The California Consumer Privacy Act of 2018 is the strictest consumer data protection law in the country. The law applies to any company that does business in California and has gross revenues above $25 million; annually buys, receives or sells personal information of 50,000 or more consumers, households or devices; or derives 50 percent or more of its annual revenue from selling personal information.
“Privacy—back in the old days—was a peeping Tom looking over the fence,” says Democratic state Sen. Bob Hertzberg, a co-author of the bill. “Today, it’s companies with very sophisticated algorithms being able to track huge amounts of information about you.”
Tracking parts of the European Union’s General Data Protection Regulation, which went into effect last spring, the CCPA gives consumers access to their data, the right to have their personal data deleted and the ability to opt out of having their data sold.
The CCPA also goes further than any existing law in the United States. At the federal and state level, the U.S. has various data protection and privacy laws focused on specific financial, health and student information. However, these laws largely leave the bulk of the data economy—everything from data brokers to social media—beyond reproach.
This law has national implications, and lawyers are working to make sense of it while legislators make updates before it goes into effect in 2020.
NOT GDPR
In contrast to the GDPR, the CCPA does not give consumers complete ownership of their data; nor does it create data minimization standards, which require companies to only use as much user data as needed to complete a task.
But the new law creates leverage for consumers through a private right of action, allowing individuals to sue a company if their personal information is released as a result of a data breach.
Writing to the bill’s drafters in August, California Attorney General Xavier Becerra called the private right of action too limited. He said consumers should be able to seek legal recourse to protect their privacy, not just after a breach. Representatives from Becerra’s office did not return a request for comment.
Statutory damages are set at $100 to $750 per person, per breach or actual damages, whichever is greater. The damages are higher for a civil suit brought by the attorney general.
Defense firms believe this could set the stage for a new area for class action lawsuits. “Plaintiffs class action lawyers will look for an opportunity to test the cause of action by filing a case after the next big data breach is reported in the press,” says Kristen Mathews, a partner at Proskauer Rose in New York City. “If the cause of action turns out to be viable and lucrative for them, we will see these cases filed regularly after data breaches are reported.”

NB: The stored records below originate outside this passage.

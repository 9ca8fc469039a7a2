//! Machine creation.

use std::collections::HashMap;

use tracing::info;

use crate::api::models::{
    AdditionalCapabilities, BillingProfile, BootDiagnostics, DiagnosticsProfile, DiffDiskOption,
    DiffDiskSettings, HardwareProfile, ImageReference, LinuxConfiguration, ManagedDiskParameters,
    NetworkInterfaceReference, NetworkProfile, OsDisk, OsProfile, Priority, SecurityProfile,
    SshConfiguration, SshPublicKey, StorageProfile, SubResource, VaultCertificate,
    VaultSecretGroup, VirtualMachine, VirtualMachineIdentity, VirtualMachineProperties,
};
use crate::api::wait_for_completion;
use crate::azure::{DedicatedHostId, NetworkInterfaceId, VirtualMachineId};
use crate::error::{Error, Result};

use super::{IdentityConfig, VirtualMachineConfig, VirtualMachineResource, VirtualMachineState};

impl VirtualMachineResource {
    /// Creates the machine described by `config` and returns its state
    /// once provisioning completes.
    ///
    /// Fails without touching the network when the configuration is
    /// internally inconsistent, and with [`Error::AlreadyExists`] when a
    /// machine of the same name is already present.
    pub async fn create(&self, config: &VirtualMachineConfig) -> Result<VirtualMachineState> {
        config.validate()?;

        let _guard = self.locks.lock(&config.name).await;

        let id = VirtualMachineId::new(&self.subscription_id, &config.resource_group, &config.name);
        match self
            .virtual_machines
            .get(&config.resource_group, &config.name)
            .await
        {
            Ok(_) => return Err(Error::AlreadyExists(id.to_string())),
            Err(err) if err.is_not_found() => {}
            Err(err) => return Err(err.into()),
        }

        info!(name = %config.name, resource_group = %config.resource_group, "creating virtual machine");
        let params = build_virtual_machine(config)?;
        let operation = self
            .virtual_machines
            .create_or_update(&config.resource_group, &config.name, params)
            .await?;
        wait_for_completion(
            operation,
            "create",
            &config.name,
            self.wait_options(self.timeouts.create),
        )
        .await?;

        self.read_required(&id).await
    }
}

/// Assembles the full PUT payload from the desired configuration.
pub(super) fn build_virtual_machine(config: &VirtualMachineConfig) -> Result<VirtualMachine> {
    let image_reference = match (&config.source_image_id, &config.source_image_reference) {
        (Some(id), None) => ImageReference {
            id: Some(id.clone()),
            ..Default::default()
        },
        (None, Some(reference)) => ImageReference {
            publisher: Some(reference.publisher.clone()),
            offer: Some(reference.offer.clone()),
            sku: Some(reference.sku.clone()),
            version: Some(reference.version.clone()),
            id: None,
        },
        // validate() enforces exactly one image source
        _ => {
            return Err(Error::validation(
                "source_image_id",
                "exactly one image source must be set",
            ));
        }
    };

    for raw in &config.network_interface_ids {
        NetworkInterfaceId::parse(raw)?;
    }
    let network_interfaces = config
        .network_interface_ids
        .iter()
        .map(|id| NetworkInterfaceReference {
            id: Some(id.clone()),
            primary: None,
        })
        .collect();

    let host = match &config.dedicated_host_id {
        Some(raw) => {
            DedicatedHostId::parse(raw)?;
            Some(SubResource::with_id(raw))
        }
        None => None,
    };

    let billing_profile = (config.priority == Priority::Spot).then(|| BillingProfile {
        max_price: Some(config.max_bid_price),
    });

    let security_profile = config.encryption_at_host_enabled.then(|| SecurityProfile {
        encryption_at_host: Some(true),
    });

    let additional_capabilities =
        config
            .additional_capabilities
            .as_ref()
            .map(|capabilities| AdditionalCapabilities {
                ultra_ssd_enabled: Some(capabilities.ultra_ssd_enabled),
            });

    Ok(VirtualMachine {
        id: None,
        name: Some(config.name.clone()),
        location: Some(config.location.clone()),
        identity: config.identity.as_ref().map(expand_identity),
        plan: None,
        zones: config.zone.clone().map(|zone| vec![zone]),
        properties: Some(VirtualMachineProperties {
            hardware_profile: Some(HardwareProfile {
                vm_size: Some(config.size.clone()),
            }),
            storage_profile: Some(StorageProfile {
                image_reference: Some(image_reference),
                os_disk: Some(expand_os_disk(config)),
                data_disks: None,
            }),
            os_profile: Some(expand_os_profile(config)),
            network_profile: Some(NetworkProfile {
                network_interfaces: Some(network_interfaces),
            }),
            diagnostics_profile: config.boot_diagnostics.as_ref().map(|diagnostics| {
                DiagnosticsProfile {
                    boot_diagnostics: Some(BootDiagnostics {
                        enabled: Some(true),
                        storage_uri: diagnostics.storage_account_uri.clone(),
                    }),
                }
            }),
            billing_profile,
            security_profile,
            additional_capabilities,
            availability_set: config
                .availability_set_id
                .as_deref()
                .map(SubResource::with_id),
            host,
            proximity_placement_group: config
                .proximity_placement_group_id
                .as_deref()
                .map(SubResource::with_id),
            virtual_machine_scale_set: config
                .virtual_machine_scale_set_id
                .as_deref()
                .map(SubResource::with_id),
            priority: Some(config.priority),
            eviction_policy: config.eviction_policy,
            extensions_time_budget: Some(config.extensions_time_budget.clone()),
            provisioning_state: None,
        }),
        tags: Some(config.tags.clone()),
    })
}

pub(super) fn expand_os_disk(config: &VirtualMachineConfig) -> OsDisk {
    let disk = &config.os_disk;
    OsDisk {
        name: disk.name.clone(),
        caching: Some(disk.caching.clone()),
        create_option: Some("FromImage".to_string()),
        disk_size_gb: disk.disk_size_gb,
        managed_disk: Some(ManagedDiskParameters {
            id: None,
            storage_account_type: Some(disk.storage_account_type.clone()),
            disk_encryption_set: disk
                .disk_encryption_set_id
                .as_deref()
                .map(SubResource::with_id),
        }),
        diff_disk_settings: disk.ephemeral.then(|| DiffDiskSettings {
            option: DiffDiskOption::Local,
        }),
        write_accelerator_enabled: Some(disk.write_accelerator_enabled),
    }
}

pub(super) fn expand_os_profile(config: &VirtualMachineConfig) -> OsProfile {
    let ssh = (!config.admin_ssh_keys.is_empty()).then(|| SshConfiguration {
        public_keys: Some(
            config
                .admin_ssh_keys
                .iter()
                .map(|key| SshPublicKey {
                    path: key.authorized_keys_path(),
                    key_data: key.public_key.clone(),
                })
                .collect(),
        ),
    });

    OsProfile {
        computer_name: Some(config.computer_name().to_string()),
        admin_username: Some(config.admin_username.clone()),
        admin_password: config.admin_password.clone(),
        custom_data: config.custom_data.clone(),
        linux_configuration: Some(LinuxConfiguration {
            disable_password_authentication: Some(config.disable_password_authentication),
            provision_vm_agent: Some(config.provision_vm_agent),
            ssh,
        }),
        secrets: Some(expand_secrets(config)),
        allow_extension_operations: Some(config.allow_extension_operations),
    }
}

pub(super) fn expand_secrets(config: &VirtualMachineConfig) -> Vec<VaultSecretGroup> {
    config
        .secrets
        .iter()
        .map(|secret| VaultSecretGroup {
            source_vault: SubResource::with_id(&secret.key_vault_id),
            vault_certificates: secret
                .certificate_urls
                .iter()
                .map(|url| VaultCertificate {
                    certificate_url: url.clone(),
                })
                .collect(),
        })
        .collect()
}

pub(super) fn expand_identity(identity: &IdentityConfig) -> VirtualMachineIdentity {
    let user_assigned_identities = (!identity.identity_ids.is_empty()).then(|| {
        identity
            .identity_ids
            .iter()
            .map(|id| (id.clone(), serde_json::json!({})))
            .collect::<HashMap<_, _>>()
    });

    VirtualMachineIdentity {
        identity_type: Some(identity.identity_type.clone()),
        principal_id: None,
        tenant_id: None,
        user_assigned_identities,
    }
}
#[cfg(test)]
mod tests {
    use super::*;
    use crate::api::models::InstanceViewStatus;

    pub(crate) fn base_config() -> VirtualMachineConfig {
        VirtualMachineConfig {
            name: "machine1".to_string(),
            resource_group: "group1".to_string(),
            location: "westeurope".to_string(),
            size: "Standard_F2".to_string(),
            admin_username: "adminuser".to_string(),
            admin_password: None,
            disable_password_authentication: true,
            admin_ssh_keys: vec![AdminSshKey {
                username: "adminuser".to_string(),
                public_key: "ssh-rsa AAAAB3...".to_string(),
            }],
            network_interface_ids: vec![
                "/subscriptions/00000000-0000-0000-0000-000000000000/resourceGroups/group1/providers/Microsoft.Network/networkInterfaces/nic1".to_string(),
            ],
            os_disk: OsDiskConfig {
                caching: "ReadWrite".to_string(),
                storage_account_type: "Premium_LRS".to_string(),
                name: None,
                disk_size_gb: None,
                disk_encryption_set_id: None,
                ephemeral: false,
                write_accelerator_enabled: false,
            },
            source_image_id: None,
            source_image_reference: Some(SourceImageReference {
                publisher: "Canonical".to_string(),
                offer: "UbuntuServer".to_string(),
                sku: "18.04-LTS".to_string(),
                version: "latest".to_string(),
            }),
            computer_name: None,
            custom_data: None,
            identity: None,
            boot_diagnostics: None,
            secrets: Vec::new(),
            availability_set_id: None,
            dedicated_host_id: None,
            proximity_placement_group_id: None,
            virtual_machine_scale_set_id: None,
            zone: None,
            priority: Priority::Regular,
            eviction_policy: None,
            max_bid_price: -1.0,
            provision_vm_agent: true,
            allow_extension_operations: true,
            extensions_time_budget: "PT1H30M".to_string(),
            additional_capabilities: None,
            encryption_at_host_enabled: false,
            tags: HashMap::new(),
        }
    }

    #[test]
    fn test_valid_config_passes() {
        base_config().validate().unwrap();
    }

    #[test]
    fn test_spot_requires_eviction_policy() {
        let mut config = base_config();
        config.priority = Priority::Spot;
        let err = config.validate().unwrap_err();
        assert!(err.to_string().contains("eviction_policy"));

        config.eviction_policy = Some(EvictionPolicy::Deallocate);
        config.validate().unwrap();
    }

    #[test]
    fn test_eviction_policy_requires_spot() {
        let mut config = base_config();
        config.eviction_policy = Some(EvictionPolicy::Delete);
        let err = config.validate().unwrap_err();
        assert!(err.to_string().contains("Spot"));
    }

    #[test]
    fn test_max_bid_price_requires_spot() {
        let mut config = base_config();
        config.max_bid_price = 0.5;
        let err = config.validate().unwrap_err();
        assert!(err.to_string().contains("max_bid_price"));

        config.priority = Priority::Spot;
        config.eviction_policy = Some(EvictionPolicy::Deallocate);
        config.validate().unwrap();
    }

    #[test]
    fn test_password_auth_disabled_requires_ssh_key() {
        let mut config = base_config();
        config.admin_ssh_keys.clear();
        let err = config.validate().unwrap_err();
        assert!(err.to_string().contains("SSH key"));
    }

    #[test]
    fn test_password_auth_enabled_requires_password() {
        let mut config = base_config();
        config.disable_password_authentication = false;
        let err = config.validate().unwrap_err();
        assert!(err.to_string().contains("admin_password"));

        config.admin_password = Some("Password1234!".to_string());
        config.validate().unwrap();
    }

    #[test]
    fn test_extension_operations_require_vm_agent() {
        let mut config = base_config();
        config.provision_vm_agent = false;
        let err = config.validate().unwrap_err();
        assert!(err.to_string().contains("allow_extension_operations"));

        config.allow_extension_operations = false;
        config.validate().unwrap();
    }

    #[test]
    fn test_exactly_one_image_source() {
        let mut config = base_config();
        config.source_image_reference = None;
        assert!(config.validate().is_err());

        config.source_image_id = Some("/image/id".to_string());
        config.validate().unwrap();

        config.source_image_reference = Some(SourceImageReference {
            publisher: "Canonical".to_string(),
            offer: "UbuntuServer".to_string(),
            sku: "18.04-LTS".to_string(),
            version: "latest".to_string(),
        });
        assert!(config.validate().is_err());
    }

    #[test]
    fn test_computer_name_defaults_to_resource_name() {
        let mut config = base_config();
        assert_eq!(config.computer_name(), "machine1");
        config.computer_name = Some("host1".to_string());
        assert_eq!(config.computer_name(), "host1");
    }

    #[test]
    fn test_power_state_from_status_code() {
        assert_eq!(
            PowerState::from_status_code("PowerState/running"),
            Some(PowerState::Running)
        );
        assert_eq!(
            PowerState::from_status_code("POWERSTATE/Deallocated"),
            Some(PowerState::Deallocated)
        );
        assert_eq!(
            PowerState::from_status_code("ProvisioningState/succeeded"),
            None
        );
        assert_eq!(
            PowerState::from_status_code("PowerState/hibernated"),
            Some(PowerState::Unknown("hibernated".to_string()))
        );
    }

    #[test]
    fn test_should_be_started() {
        let view = VirtualMachineInstanceView {
            statuses: Some(vec![
                InstanceViewStatus {
                    code: Some("ProvisioningState/succeeded".to_string()),
                    ..Default::default()
                },
                InstanceViewStatus {
                    code: Some("PowerState/running".to_string()),
                    ..Default::default()
                },
            ]),
        };
        assert!(should_be_started(&view));

        let stopped = VirtualMachineInstanceView {
            statuses: Some(vec![InstanceViewStatus {
                code: Some("PowerState/stopped".to_string()),
                ..Default::default()
            }]),
        };
        assert!(!should_be_started(&stopped));
    }

    #[test]
    fn test_config_deserializes_with_defaults() {
        let raw = serde_json::json!({
            "name": "machine1",
            "resource_group": "group1",
            "location": "westeurope",
            "size": "Standard_F2",
            "admin_username": "adminuser",
            "admin_ssh_keys": [
                { "username": "adminuser", "public_key": "ssh-rsa AAAAB3..." }
            ],
            "network_interface_ids": ["/some/nic/id"],
            "os_disk": {
                "caching": "ReadWrite",
                "storage_account_type": "Standard_LRS"
            },
            "source_image_reference": {
                "publisher": "Canonical",
                "offer": "UbuntuServer",
                "sku": "18.04-LTS",
                "version": "latest"
            }
        });
        let config: VirtualMachineConfig = serde_json::from_value(raw).unwrap();
        assert!(config.disable_password_authentication);
        assert!(config.provision_vm_agent);
        assert_eq!(config.extensions_time_budget, "PT1H30M");
        assert_eq!(config.max_bid_price, -1.0);
        assert_eq!(config.priority, Priority::Regular);
    }
}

While not expanding the right of action, the law has already been amended once, in part due to Becerra’s letter. Changes included the removal of a requirement on consumers to notify the attorney general of a civil suit, clarifying the basis for the consumer right of action, and a six-month delay in attorney general enforcement. More amendments are expected.
California Democratic Assemblyman Ed Chau says he has taken note of these concerns raised by advocates, consumers, and industry representatives and will consider them, as he ultimately wants to make the law workable.
While the law continues to take shape, Hertzberg sees the potential for a national impact, similar to how California’s tailpipe emission standards became de facto nationwide industry standards.
However, Congress could override the CCPA. Last fall, Sen. Ron Wyden, D-Ore., proposed a strong data protection bill, but it showed little chance of passing. Sen. John Thune, R-S.D., is reportedly working on a separate bill. The Internet Association and other industry leaders prefer a federal law to a patchwork of state rules.
With the threat of a federal bill undercutting California’s work, Chau, a co-author of the CCPA, hopes California’s law will be treated as a floor and not a ceiling for U.S. privacy law.
“Europe is already ahead of us, as we’ve seen with GDPR,” he notes, admitting that California would “most likely not” have passed a strong privacy law without Mactaggart’s instigation. “So the question is: Do we really want to move backwards?”
This article was published in the January-February 2019 ABA Journal magazine with the title "Leading the Way: Inspired by Europe's sweeping GDPR, California’s new data privacy law could change how companies do business in the Golden State."